*RECORDS PROVIDED*:

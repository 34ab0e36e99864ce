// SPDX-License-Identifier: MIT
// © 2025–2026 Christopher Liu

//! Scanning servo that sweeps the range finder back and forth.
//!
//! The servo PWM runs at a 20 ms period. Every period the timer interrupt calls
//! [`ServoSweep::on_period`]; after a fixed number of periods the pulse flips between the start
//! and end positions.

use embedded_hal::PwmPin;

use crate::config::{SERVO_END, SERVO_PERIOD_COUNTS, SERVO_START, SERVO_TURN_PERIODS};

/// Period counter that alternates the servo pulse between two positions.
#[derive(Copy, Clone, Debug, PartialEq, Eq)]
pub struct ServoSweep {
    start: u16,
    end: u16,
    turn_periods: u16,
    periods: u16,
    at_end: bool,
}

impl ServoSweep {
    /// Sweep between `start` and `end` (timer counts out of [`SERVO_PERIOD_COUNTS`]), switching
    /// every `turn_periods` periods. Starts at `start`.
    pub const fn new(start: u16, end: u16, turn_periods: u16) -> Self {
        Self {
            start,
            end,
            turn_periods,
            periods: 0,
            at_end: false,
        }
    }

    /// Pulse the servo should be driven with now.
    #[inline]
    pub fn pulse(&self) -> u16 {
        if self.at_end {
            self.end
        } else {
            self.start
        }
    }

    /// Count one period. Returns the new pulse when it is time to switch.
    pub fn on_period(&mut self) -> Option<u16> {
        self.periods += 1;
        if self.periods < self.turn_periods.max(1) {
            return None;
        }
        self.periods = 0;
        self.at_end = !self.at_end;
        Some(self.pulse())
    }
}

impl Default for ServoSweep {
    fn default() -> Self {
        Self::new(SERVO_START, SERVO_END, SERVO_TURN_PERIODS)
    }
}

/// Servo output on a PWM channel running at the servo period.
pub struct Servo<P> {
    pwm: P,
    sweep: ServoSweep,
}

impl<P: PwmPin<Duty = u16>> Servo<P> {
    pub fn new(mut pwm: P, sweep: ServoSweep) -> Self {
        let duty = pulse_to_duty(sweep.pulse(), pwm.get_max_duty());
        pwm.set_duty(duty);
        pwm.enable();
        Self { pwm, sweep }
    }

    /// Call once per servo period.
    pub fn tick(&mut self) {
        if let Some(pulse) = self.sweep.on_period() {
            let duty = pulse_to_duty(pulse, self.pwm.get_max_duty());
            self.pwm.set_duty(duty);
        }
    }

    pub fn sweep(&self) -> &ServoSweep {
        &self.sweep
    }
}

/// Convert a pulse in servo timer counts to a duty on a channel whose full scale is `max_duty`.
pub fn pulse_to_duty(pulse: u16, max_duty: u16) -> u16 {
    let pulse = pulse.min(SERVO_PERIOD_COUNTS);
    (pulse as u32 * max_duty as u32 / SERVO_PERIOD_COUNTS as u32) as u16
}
---
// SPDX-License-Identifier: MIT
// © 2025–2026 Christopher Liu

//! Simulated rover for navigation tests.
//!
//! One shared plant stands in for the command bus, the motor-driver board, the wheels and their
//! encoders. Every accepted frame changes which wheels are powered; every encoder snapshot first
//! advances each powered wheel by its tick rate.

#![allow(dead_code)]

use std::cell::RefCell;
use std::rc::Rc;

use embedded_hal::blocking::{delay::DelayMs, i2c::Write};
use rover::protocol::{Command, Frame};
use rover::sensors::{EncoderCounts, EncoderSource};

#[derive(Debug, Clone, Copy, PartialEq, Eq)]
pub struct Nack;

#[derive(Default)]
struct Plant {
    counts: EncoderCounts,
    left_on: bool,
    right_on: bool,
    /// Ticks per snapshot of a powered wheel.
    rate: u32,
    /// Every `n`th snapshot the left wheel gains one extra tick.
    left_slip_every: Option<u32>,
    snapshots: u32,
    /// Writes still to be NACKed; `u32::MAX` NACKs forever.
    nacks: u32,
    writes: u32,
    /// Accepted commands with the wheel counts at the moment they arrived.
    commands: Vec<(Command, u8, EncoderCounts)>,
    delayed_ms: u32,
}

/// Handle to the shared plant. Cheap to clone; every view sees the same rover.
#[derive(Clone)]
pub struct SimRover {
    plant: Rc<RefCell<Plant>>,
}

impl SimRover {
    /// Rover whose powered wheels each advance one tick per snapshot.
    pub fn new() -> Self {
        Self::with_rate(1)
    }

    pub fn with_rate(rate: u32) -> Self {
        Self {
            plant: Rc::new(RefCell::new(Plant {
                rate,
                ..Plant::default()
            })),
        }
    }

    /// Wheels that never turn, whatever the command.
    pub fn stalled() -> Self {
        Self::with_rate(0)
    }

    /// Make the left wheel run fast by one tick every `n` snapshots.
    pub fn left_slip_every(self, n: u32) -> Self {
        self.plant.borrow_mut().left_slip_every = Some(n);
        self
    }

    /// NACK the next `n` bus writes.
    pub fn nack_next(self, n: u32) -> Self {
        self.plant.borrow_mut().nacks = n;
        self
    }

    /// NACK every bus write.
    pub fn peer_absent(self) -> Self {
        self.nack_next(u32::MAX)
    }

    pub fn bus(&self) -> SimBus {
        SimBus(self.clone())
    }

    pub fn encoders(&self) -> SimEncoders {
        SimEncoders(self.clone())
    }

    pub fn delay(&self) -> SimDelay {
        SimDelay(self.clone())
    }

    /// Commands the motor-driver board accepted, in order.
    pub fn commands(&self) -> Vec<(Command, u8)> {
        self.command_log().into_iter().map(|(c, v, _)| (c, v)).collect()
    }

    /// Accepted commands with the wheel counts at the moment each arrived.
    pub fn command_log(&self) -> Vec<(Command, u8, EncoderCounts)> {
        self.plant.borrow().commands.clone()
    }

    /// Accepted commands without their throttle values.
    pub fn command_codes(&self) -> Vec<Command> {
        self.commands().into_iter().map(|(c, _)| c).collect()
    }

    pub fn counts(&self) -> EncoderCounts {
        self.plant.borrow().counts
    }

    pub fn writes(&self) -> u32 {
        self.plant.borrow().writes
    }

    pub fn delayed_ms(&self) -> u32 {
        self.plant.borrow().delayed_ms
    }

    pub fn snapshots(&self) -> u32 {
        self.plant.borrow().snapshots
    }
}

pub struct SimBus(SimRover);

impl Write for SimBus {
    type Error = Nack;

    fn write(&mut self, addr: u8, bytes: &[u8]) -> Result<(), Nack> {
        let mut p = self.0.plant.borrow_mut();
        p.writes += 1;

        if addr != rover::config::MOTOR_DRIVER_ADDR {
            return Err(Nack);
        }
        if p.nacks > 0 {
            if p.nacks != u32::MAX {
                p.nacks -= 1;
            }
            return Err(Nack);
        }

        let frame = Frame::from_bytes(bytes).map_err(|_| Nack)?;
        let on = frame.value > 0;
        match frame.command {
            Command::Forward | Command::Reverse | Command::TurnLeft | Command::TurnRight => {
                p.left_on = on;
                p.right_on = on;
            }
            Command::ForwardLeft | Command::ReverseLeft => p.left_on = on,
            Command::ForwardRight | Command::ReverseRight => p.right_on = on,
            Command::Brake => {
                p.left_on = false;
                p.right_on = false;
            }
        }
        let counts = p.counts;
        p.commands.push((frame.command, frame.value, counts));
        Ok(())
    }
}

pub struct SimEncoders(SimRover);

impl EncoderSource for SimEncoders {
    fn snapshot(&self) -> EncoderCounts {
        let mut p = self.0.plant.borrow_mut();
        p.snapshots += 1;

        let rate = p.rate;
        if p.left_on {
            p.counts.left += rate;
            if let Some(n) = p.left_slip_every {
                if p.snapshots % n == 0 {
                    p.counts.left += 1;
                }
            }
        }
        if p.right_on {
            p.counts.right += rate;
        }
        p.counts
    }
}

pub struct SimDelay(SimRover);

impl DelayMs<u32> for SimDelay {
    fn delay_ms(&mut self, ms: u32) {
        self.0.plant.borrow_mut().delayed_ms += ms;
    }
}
==
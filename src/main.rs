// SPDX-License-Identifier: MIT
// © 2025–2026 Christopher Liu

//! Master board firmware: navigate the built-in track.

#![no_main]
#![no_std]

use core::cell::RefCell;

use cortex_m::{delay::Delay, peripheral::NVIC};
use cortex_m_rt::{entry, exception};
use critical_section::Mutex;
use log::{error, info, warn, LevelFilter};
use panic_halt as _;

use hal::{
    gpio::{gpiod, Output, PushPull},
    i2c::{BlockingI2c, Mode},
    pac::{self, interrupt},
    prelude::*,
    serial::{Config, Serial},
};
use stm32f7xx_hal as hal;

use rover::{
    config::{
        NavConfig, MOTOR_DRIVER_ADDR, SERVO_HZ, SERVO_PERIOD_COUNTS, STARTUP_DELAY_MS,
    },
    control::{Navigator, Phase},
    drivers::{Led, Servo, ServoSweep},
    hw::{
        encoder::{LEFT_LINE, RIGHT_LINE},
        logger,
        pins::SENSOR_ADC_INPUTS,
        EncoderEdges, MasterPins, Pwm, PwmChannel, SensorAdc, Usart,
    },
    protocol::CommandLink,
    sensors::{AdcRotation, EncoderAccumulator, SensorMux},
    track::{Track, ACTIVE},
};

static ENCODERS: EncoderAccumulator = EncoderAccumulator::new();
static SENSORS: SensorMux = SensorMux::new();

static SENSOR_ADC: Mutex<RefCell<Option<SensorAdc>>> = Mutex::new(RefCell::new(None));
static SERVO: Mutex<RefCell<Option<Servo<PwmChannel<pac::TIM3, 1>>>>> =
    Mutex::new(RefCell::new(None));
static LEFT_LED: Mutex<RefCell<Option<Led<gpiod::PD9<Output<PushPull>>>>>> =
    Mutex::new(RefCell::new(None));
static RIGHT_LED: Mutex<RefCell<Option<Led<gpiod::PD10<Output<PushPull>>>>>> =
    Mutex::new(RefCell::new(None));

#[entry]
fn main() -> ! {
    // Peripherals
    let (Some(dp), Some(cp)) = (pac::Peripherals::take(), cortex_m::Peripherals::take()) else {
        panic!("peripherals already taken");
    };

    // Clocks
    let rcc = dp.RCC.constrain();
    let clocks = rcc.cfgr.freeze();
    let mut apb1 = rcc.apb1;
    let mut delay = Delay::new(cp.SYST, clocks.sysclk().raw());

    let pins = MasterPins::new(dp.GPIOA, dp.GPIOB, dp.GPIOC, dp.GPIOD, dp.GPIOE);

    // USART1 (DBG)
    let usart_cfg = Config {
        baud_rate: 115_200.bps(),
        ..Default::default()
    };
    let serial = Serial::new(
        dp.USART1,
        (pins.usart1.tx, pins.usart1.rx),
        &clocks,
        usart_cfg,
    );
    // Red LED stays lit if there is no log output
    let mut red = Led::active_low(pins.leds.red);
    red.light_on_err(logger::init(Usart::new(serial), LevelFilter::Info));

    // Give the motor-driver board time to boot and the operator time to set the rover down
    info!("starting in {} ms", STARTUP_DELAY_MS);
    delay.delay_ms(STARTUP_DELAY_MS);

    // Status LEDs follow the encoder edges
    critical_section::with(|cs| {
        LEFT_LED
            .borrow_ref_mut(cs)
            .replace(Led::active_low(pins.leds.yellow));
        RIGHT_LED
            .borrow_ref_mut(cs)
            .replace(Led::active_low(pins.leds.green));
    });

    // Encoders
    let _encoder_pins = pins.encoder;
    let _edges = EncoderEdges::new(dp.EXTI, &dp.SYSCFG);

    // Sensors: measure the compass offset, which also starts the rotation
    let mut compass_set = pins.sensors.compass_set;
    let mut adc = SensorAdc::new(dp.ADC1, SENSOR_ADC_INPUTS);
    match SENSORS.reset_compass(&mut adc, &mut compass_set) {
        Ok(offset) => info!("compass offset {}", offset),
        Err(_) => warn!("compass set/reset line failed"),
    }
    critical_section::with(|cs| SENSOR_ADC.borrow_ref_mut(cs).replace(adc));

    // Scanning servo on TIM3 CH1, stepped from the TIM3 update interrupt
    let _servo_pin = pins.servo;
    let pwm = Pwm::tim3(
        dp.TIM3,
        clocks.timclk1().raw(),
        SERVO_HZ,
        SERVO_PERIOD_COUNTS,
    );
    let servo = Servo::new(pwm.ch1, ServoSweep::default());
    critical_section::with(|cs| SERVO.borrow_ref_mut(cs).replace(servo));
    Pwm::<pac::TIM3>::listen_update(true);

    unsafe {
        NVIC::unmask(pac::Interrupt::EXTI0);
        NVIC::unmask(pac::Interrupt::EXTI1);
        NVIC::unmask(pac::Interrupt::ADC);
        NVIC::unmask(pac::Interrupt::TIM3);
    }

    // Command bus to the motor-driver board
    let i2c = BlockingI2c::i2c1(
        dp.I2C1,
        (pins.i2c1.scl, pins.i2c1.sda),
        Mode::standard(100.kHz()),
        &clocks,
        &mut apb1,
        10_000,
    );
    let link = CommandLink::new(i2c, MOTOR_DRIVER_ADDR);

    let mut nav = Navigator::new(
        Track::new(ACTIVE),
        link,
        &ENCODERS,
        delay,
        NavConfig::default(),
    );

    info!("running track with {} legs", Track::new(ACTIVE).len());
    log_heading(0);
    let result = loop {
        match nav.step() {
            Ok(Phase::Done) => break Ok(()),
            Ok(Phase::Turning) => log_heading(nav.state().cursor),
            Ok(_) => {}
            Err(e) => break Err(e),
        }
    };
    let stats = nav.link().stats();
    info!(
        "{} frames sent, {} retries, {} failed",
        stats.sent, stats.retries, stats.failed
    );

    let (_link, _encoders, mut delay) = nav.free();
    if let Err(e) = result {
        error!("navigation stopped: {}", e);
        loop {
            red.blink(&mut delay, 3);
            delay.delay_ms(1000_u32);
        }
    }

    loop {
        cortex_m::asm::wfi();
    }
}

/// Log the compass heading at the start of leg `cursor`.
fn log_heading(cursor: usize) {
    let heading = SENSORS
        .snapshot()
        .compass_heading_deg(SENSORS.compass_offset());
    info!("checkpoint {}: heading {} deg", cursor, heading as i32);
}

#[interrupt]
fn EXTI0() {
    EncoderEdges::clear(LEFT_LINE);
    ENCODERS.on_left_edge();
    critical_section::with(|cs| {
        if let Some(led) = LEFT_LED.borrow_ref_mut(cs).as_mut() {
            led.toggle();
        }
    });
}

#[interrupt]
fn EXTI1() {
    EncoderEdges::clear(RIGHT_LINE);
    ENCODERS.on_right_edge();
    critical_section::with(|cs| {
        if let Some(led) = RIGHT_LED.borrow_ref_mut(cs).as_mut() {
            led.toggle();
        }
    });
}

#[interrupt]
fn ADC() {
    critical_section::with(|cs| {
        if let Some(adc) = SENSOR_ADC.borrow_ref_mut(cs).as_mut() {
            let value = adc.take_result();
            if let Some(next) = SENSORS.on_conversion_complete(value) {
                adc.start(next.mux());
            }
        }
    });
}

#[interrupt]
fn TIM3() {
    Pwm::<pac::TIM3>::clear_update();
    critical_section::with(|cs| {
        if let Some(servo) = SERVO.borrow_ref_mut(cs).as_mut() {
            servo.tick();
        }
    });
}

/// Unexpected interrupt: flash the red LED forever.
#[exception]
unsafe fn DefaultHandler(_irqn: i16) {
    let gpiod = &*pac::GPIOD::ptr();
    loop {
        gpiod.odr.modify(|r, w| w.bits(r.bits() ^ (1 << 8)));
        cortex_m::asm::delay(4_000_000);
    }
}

*EXERCISE DETAILS*:
From the records above, retype only the lines starting at the line that contains "if let Some(adc)" and ending at the line that contains "unsafe fn DefaultHandler(_irqn: i16)", both included.

*OUTPUT OF THE TASK*:
        if let Some(adc) = SENSOR_ADC.borrow_ref_mut(cs).as_mut() {
            let value = adc.take_result();
            if let Some(next) = SENSORS.on_conversion_complete(value) {
                adc.start(next.mux());
            }
        }
    });
}

#[interrupt]
fn TIM3() {
    Pwm::<pac::TIM3>::clear_update();
    critical_section::with(|cs| {
        if let Some(servo) = SERVO.borrow_ref_mut(cs).as_mut() {
            servo.tick();
        }
    });
}

/// Unexpected interrupt: flash the red LED forever.
#[exception]
unsafe fn DefaultHandler(_irqn: i16) {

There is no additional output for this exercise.